In France, then, for work to qualify under the parody exception to copyright, the secondary work must:
- encapsulate an original work but present explicit differences;
- avoid confusion between the original and itself; and
- Have an element of mockery and humour.
Parody in Italy
In CO.GE.DI. International – Compagnia Generale Distribuzion s.p.a v Zorro Productions Inc (decision 38165/2022, Italy’s Supreme Court considered an advertisement which featured an actor dressed up as popular character Zorro without authorisation from the copyright and trade mark holder. Here, we will only consider the court’s consideration of the copyright element and whether the portrayal satisfied the parody exception to copyright infringement.
Initially Zorro Productions successfully claimed that this portrayal was an infringement of its copyright and trade mark rights in the first instance, though the Court of Appeal of Rome later overturned this on the basis that Zorro had fallen in the public domain. In 2017, the Supreme Court asked the Court of Appeal to re-review its decision after finding that Zorro was still protected by copyright under the 70-year ‘after the death date of the author’ term. In 2018, the Court of Appeal ruled that Zorro was a protected fictional character and that its alleged parody in the advertisement would be prohibited as:
- Italy did not expressly transpose Article 5(3)(k) of the Information Society Directive (‘’Directive’’) into its legal system (which offers parody as an exception to copyright); and
- a parody requires a creative re-elaboration of an earlier work.
In review of the above, the Italian Supreme Court noted in 2022 that, under Italian law, a parody inherently suggests an "unavoidable parasitic character’’, so it is not necessary for it to be a creative re-elaboration of an already existing work. It is distinct from the original because of a "conceptual difference’’. On this basis, and on the basis that doing so would contravene the freedoms of expression and artistic expression in Articles 21 and 33 of the Italian Constitution, the court held that parody is not a derivative work in Italy.
The court also pointed to Article 70(1) of the Italian Copyright Act, which considers parody a type of quotation used for the purpose of criticism or review. Furthermore, the court highlighted that, although Article 5(3)(k) of the Directive was not expressly adopted by Italy, the Italian legal system already understood parody to be an exception to copyright, as demonstrated by the Court of Justice of the European Union (CJEU) in C-201/13 – Deckmyn and Vrijheidsfonds URIA.
In the Deckmyn case, the fair balance mandate is referred to, and the Supreme Court found that this was the ‘’limitation which the parodic exploitation of a third-party work is subject to’’. By extension, the court highlighted the Berne Convention’s three-step test as integral to the fair balance mandate and the significance of whether an alleged parody interfered with the normal exploitation of the original work.
In light of the above, the Supreme Court concluded that the Appeal Court was mistaken in its assessment of parody under copyright by imagining requirements that do not exist in the law when assessing parody under copyright and that a fresh evaluation would need to take place for proper determination.
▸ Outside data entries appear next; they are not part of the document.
//! Status plan for moving every record of one type onto another.

use std::collections::BTreeMap;

use db::models::type_field::{StatusCounts, StatusMapping};

use super::workflow::{Workflow, WorkflowError};

#[derive(Debug, Clone, PartialEq, Eq)]
pub struct MigrationPlan {
    mappings: BTreeMap<String, String>,
    populated: Vec<String>,
    default_status: String,
}

impl MigrationPlan {
    /// Validates mapping targets against the target workflow.
    ///
    /// Mappings for statuses without records are accepted and ignored.
    pub fn new(
        source_counts: &StatusCounts,
        mappings: &[StatusMapping],
        target: &Workflow,
    ) -> Result<Self, WorkflowError> {
        let mut resolved = BTreeMap::new();
        for mapping in mappings {
            if !target.contains(&mapping.to_status) {
                return Err(WorkflowError::InvalidMappingTarget(mapping.to_status.clone()));
            }
            resolved.insert(mapping.from_status.clone(), mapping.to_status.clone());
        }

        let populated = source_counts
            .iter()
            .filter(|(_, count)| **count > 0)
            .map(|(status, _)| status.clone())
            .collect();

        Ok(Self {
            mappings: resolved,
            populated,
            default_status: target.initial_status().to_string(),
        })
    }

    /// Status a record in `source_status` receives; unmapped records land on
    /// the target's initial status.
    pub fn target_status(&self, source_status: &str) -> &str {
        self.mappings
            .get(source_status)
            .map(String::as_str)
            .unwrap_or(&self.default_status)
    }

    pub fn unmapped_statuses(&self) -> Vec<String> {
        self.populated
            .iter()
            .filter(|status| !self.mappings.contains_key(*status))
            .cloned()
            .collect()
    }

    /// Required before the source type is deleted: every populated status
    /// must carry an explicit mapping.
    pub fn ensure_complete(&self) -> Result<(), WorkflowError> {
        let unmapped = self.unmapped_statuses();
        if unmapped.is_empty() {
            Ok(())
        } else {
            Err(WorkflowError::UnmappedStatuses(unmapped))
        }
    }
}
//! Editor state for a record's custom fields.

use db::models::type_field::TypeField;
use serde_json::Value;
use services::services::custom_fields::{
    CustomData, CustomFieldError, InputKind, as_custom_data, clear_field_value, input_kind,
    set_field_value, validate_custom_data,
};

#[derive(Debug, Clone, PartialEq)]
pub struct FieldInput {
    pub key: String,
    pub label: String,
    pub kind: InputKind,
    pub required: bool,
    pub options: Vec<String>,
    pub value: Option<Value>,
}

#[derive(Debug, Clone)]
pub struct CustomFieldForm {
    fields: Vec<TypeField>,
    data: CustomData,
}

impl CustomFieldForm {
    pub fn new(fields: &[TypeField], custom_data: &Value) -> Self {
        let mut fields = fields.to_vec();
        fields.sort_by_key(|field| (field.order, field.id));
        Self {
            fields,
            data: as_custom_data(custom_data),
        }
    }

    /// One input per field, in field order.
    pub fn inputs(&self) -> Vec<FieldInput> {
        self.fields
            .iter()
            .map(|field| FieldInput {
                key: field.key.clone(),
                label: field.label.clone(),
                kind: input_kind(field.field_type),
                required: field.required,
                options: field.options.clone().unwrap_or_default(),
                value: self.data.get(&field.key).cloned(),
            })
            .collect()
    }

    /// Empty values remove the key.
    pub fn set(&mut self, key: &str, value: Value) -> Result<(), CustomFieldError> {
        set_field_value(&self.fields, &mut self.data, key, value)
    }

    pub fn clear(&mut self, key: &str) -> Option<Value> {
        clear_field_value(&mut self.data, key)
    }

    /// Stored keys that no longer have a field definition.
    pub fn orphaned_keys(&self) -> Vec<String> {
        self.data
            .keys()
            .filter(|key| !self.fields.iter().any(|field| &field.key == *key))
            .cloned()
            .collect()
    }

    /// The map to send as `custom_data`; orphaned keys are dropped and
    /// required fields enforced.
    pub fn submit(&self) -> Result<CustomData, CustomFieldError> {
        validate_custom_data(&self.fields, &self.data)
    }
}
Both jurisdictions present strict, yet different, requirements for works to qualify under the parody exception in relation to copyright. The French court has taken a fairly straightforward and concise approach, relying primarily on domestic laws and when it does reference the CJEU, it does so loosely. On the other hand, the Italian perspective is significantly more complex. The Italian court draws on an array of Italian-specific laws as well as many EU-wide materials, such as the EU Charter, the Berne Convention, the Information Society Directive and the CJEU. Nonetheless, while both jurisdictions draw from EU jurisprudence, they do so to define parody at a domestic level.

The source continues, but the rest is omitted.